Red Velvet Cheesecake

I love Red Velvet Cake...Red Velvet Cupcakes, Red Velvet Macarons...just about anything. Since yesterday was National Cheesecake Day, I thought I'd get a jumpstart on next year and post a recipe for Red Velvet Cheesecake. This recipe is easy and delicious! It does use red food dye, and I haven't figured out how to use beets in this recipe. You can always use Wilton's red, but it won't give you quite the same color. Sacrifices.  Have a look at my post Red Velvet the Natural Way. I think beets would change the flavor in the cheesecake. Cake is more forgiving.
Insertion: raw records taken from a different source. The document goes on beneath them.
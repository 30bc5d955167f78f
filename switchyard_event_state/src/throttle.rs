// Copyright 2025 the Understory Authors
// SPDX-License-Identifier: Apache-2.0 OR MIT

//! Responsiveness throttling.
//!
//! While the user is actively interacting (a button held, a fast sweep of the
//! mouse) the host may want to cut background work so input stays responsive.
//! Two pieces cover that:
//!
//! - [`ThrottleGate`]: a request counter. Every [`ThrottleGate::request`] hands
//!   out a [`ThrottleHandle`] that must be given back through
//!   [`ThrottleGate::release`]; the gate is closed while any handle is out.
//! - [`MotionThrottle`]: engages on its own when consecutive pointer samples
//!   move fast enough, and disengages once no qualifying movement has been seen
//!   for the decay period.
//!
//! ```
//! use switchyard_event_state::throttle::ThrottleGate;
//!
//! let mut gate = ThrottleGate::new();
//! let a = gate.request();
//! let b = gate.request();
//! gate.release(a);
//! assert!(gate.is_throttled());
//! gate.release(b);
//! assert!(!gate.is_throttled());
//! ```

use alloc::collections::BTreeMap;

use kurbo::Point;

use crate::pointer::PointerId;

/// Proof of an outstanding throttle request.
///
/// Handles cannot be cloned, so a request can only be released once.
#[must_use = "a throttle request stays active until its handle is released"]
#[derive(Debug, PartialEq, Eq, Hash)]
pub struct ThrottleHandle(u64);

/// Request-counted throttle flag.
#[derive(Clone, Debug, Default)]
pub struct ThrottleGate {
    outstanding: u32,
    next: u64,
}

impl ThrottleGate {
    /// Create an open gate.
    pub fn new() -> Self {
        Self::default()
    }

    /// Close the gate until the returned handle is released.
    pub fn request(&mut self) -> ThrottleHandle {
        self.outstanding = self.outstanding.saturating_add(1);
        self.next = self.next.wrapping_add(1);
        if self.outstanding == 1 {
            tracing::debug!("throttle engaged");
        }
        ThrottleHandle(self.next)
    }

    /// Give back a handle.
    pub fn release(&mut self, handle: ThrottleHandle) {
        let ThrottleHandle(_) = handle;
        self.outstanding = self.outstanding.saturating_sub(1);
        if self.outstanding == 0 {
            tracing::debug!("throttle released");
        }
    }

    /// Whether any request is outstanding.
    pub fn is_throttled(&self) -> bool {
        self.outstanding > 0
    }

    /// Number of outstanding requests.
    pub fn outstanding(&self) -> u32 {
        self.outstanding
    }
}

/// Automatic throttle driven by pointer speed.
///
/// Samples are kept per pointer, so a touch contact and the mouse never
/// measure speed against each other's positions. Two samples with the same
/// timestamp carry no speed: the later one is folded into the next timed
/// sample instead of being treated as instantaneous.
#[derive(Clone, Debug)]
pub struct MotionThrottle {
    /// Minimum distance between two samples for them to count, in pixels.
    pub min_distance: f64,
    /// Minimum speed between two samples for them to count, in pixels per second.
    pub velocity_threshold: f64,
    /// How long the throttle stays engaged after the last qualifying sample, in milliseconds.
    pub decay: u64,
    last_samples: BTreeMap<PointerId, (Point, u64)>,
    engaged_until: Option<u64>,
}

impl MotionThrottle {
    /// Create a motion throttle.
    pub fn new(min_distance: f64, velocity_threshold: f64, decay: u64) -> Self {
        Self {
            min_distance,
            velocity_threshold,
            decay,
            last_samples: BTreeMap::new(),
            engaged_until: None,
        }
    }

    /// Feed a sample for `pointer`. Returns `true` if this sample engaged the
    /// throttle.
    pub fn on_move(&mut self, pointer: PointerId, position: Point, now: u64) -> bool {
        let Some(&(last, at)) = self.last_samples.get(&pointer) else {
            self.last_samples.insert(pointer, (position, now));
            return false;
        };
        let elapsed = now.saturating_sub(at);
        if elapsed == 0 {
            return false;
        }
        self.last_samples.insert(pointer, (position, now));

        let distance = last.distance(position);
        #[allow(
            clippy::cast_precision_loss,
            reason = "Millisecond durations are far below f64 precision limits."
        )]
        let speed = distance * 1000.0 / elapsed as f64;
        if distance < self.min_distance || speed < self.velocity_threshold {
            return false;
        }
        let engaged = self.engaged_until.is_none();
        self.engaged_until = Some(now.saturating_add(self.decay));
        if engaged {
            tracing::trace!(?pointer, ?position, speed, "motion throttle engaged");
        }
        engaged
    }

    /// Drop the last sample of `pointer`, so its next sample starts fresh.
    pub fn forget(&mut self, pointer: PointerId) {
        self.last_samples.remove(&pointer);
    }

    /// Advance time. Returns `true` if the throttle just disengaged.
    pub fn tick(&mut self, now: u64) -> bool {
        match self.engaged_until {
            Some(until) if now >= until => {
                self.engaged_until = None;
                true
            }
            _ => false,
        }
    }

    /// Whether the throttle is engaged.
    pub fn is_engaged(&self) -> bool {
        self.engaged_until.is_some()
    }

    /// Disengage and forget every sample.
    pub fn reset(&mut self) {
        self.engaged_until = None;
        self.last_samples.clear();
    }
}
The following recipe for Red Velvet Cheesecake is from Southern Living. I especially like the deep red of the red velvet cheesecake that's spiked with cocoa, the smooth creamy cheesecake layer on top, and the dark chocolate crust. I've made a few adaptations. Not everyone likes to add the frosting on top, but it really is yummy and is a great taste companion. You can always leave it off or reduce the thickness. My preference is to add the cream cheese icing.

RED VELVET CHEESECAKE
Prep: 20 min; Bake: 1 hr. 25 min; Stand: 1 hr; Chill: 8 hrs

Crust:
1 3/4 cups chocolate wafers whirled and crushed  (or 1 1/2 cups chocolate graham cracker crumbs)
1/4 cup butter, melted
1 tablespoon granulated sugar

Cheesecake:
3 (8-ounce) packages cream cheese, softened
1 1/2 cups granulated sugar
4 large eggs, lightly beaten
3 tablespoons unsweetened DARK cocoa
1 cup sour cream
1/2 cup whole buttermilk
2 teaspoons Madagascar vanilla
1 teaspoon distilled white vinegar
2 (1-ounce) bottles red food coloring

Frosting:
1 (3-ounce) package cream cheese, softened
1/4 cup butter, softened
2 cups powdered sugar
1 teaspoon vanilla extract

Preparation
1. Stir together chocolate wafer crumbs (or chocolate graham cracker crumbs), melted butter, and 1 tablespoon granulated sugar; press mixture into bottom of a 9-inch springform pan.
2. Beat 3 (8-ounce) packages cream cheese and 1 1/2 cups granulated sugar at medium-low speed with an electric mixer 1 minute. Add eggs and next 6 ingredients, mixing on low speed just until fully combined. Pour batter into prepared crust.
3. Bake at preheated over 325° for 10 minutes (if you're using a waterbath, be sure and preheat the waterbath when you preheat oven); reduce heat to 300°, and bake for 1 hour and 15 minutes or until center is firm. (For a really great cheesecake, bake in a water bath to avoid cracks.)  Run knife along outer edge of cheesecake. Turn oven off. Let cheesecake stand in oven 30 minutes. Remove cheesecake from oven; cool in pan on a wire rack 30 minutes. Cover and chill 8 hours.
4. Beat 1 (3-ounce) package cream cheese and 1/4 cup butter at medium speed with an electric mixer until smooth; gradually add powdered sugar and vanilla, beating until smooth. Spread evenly over top of cheesecake. Remove sides of springform pan.

5 comments:

  1. oh this sounds delicious! and I'm gonna try to make the chocolate lasagna you posted a couple days ago-it sounded wonderful. i really love your blog, thanks!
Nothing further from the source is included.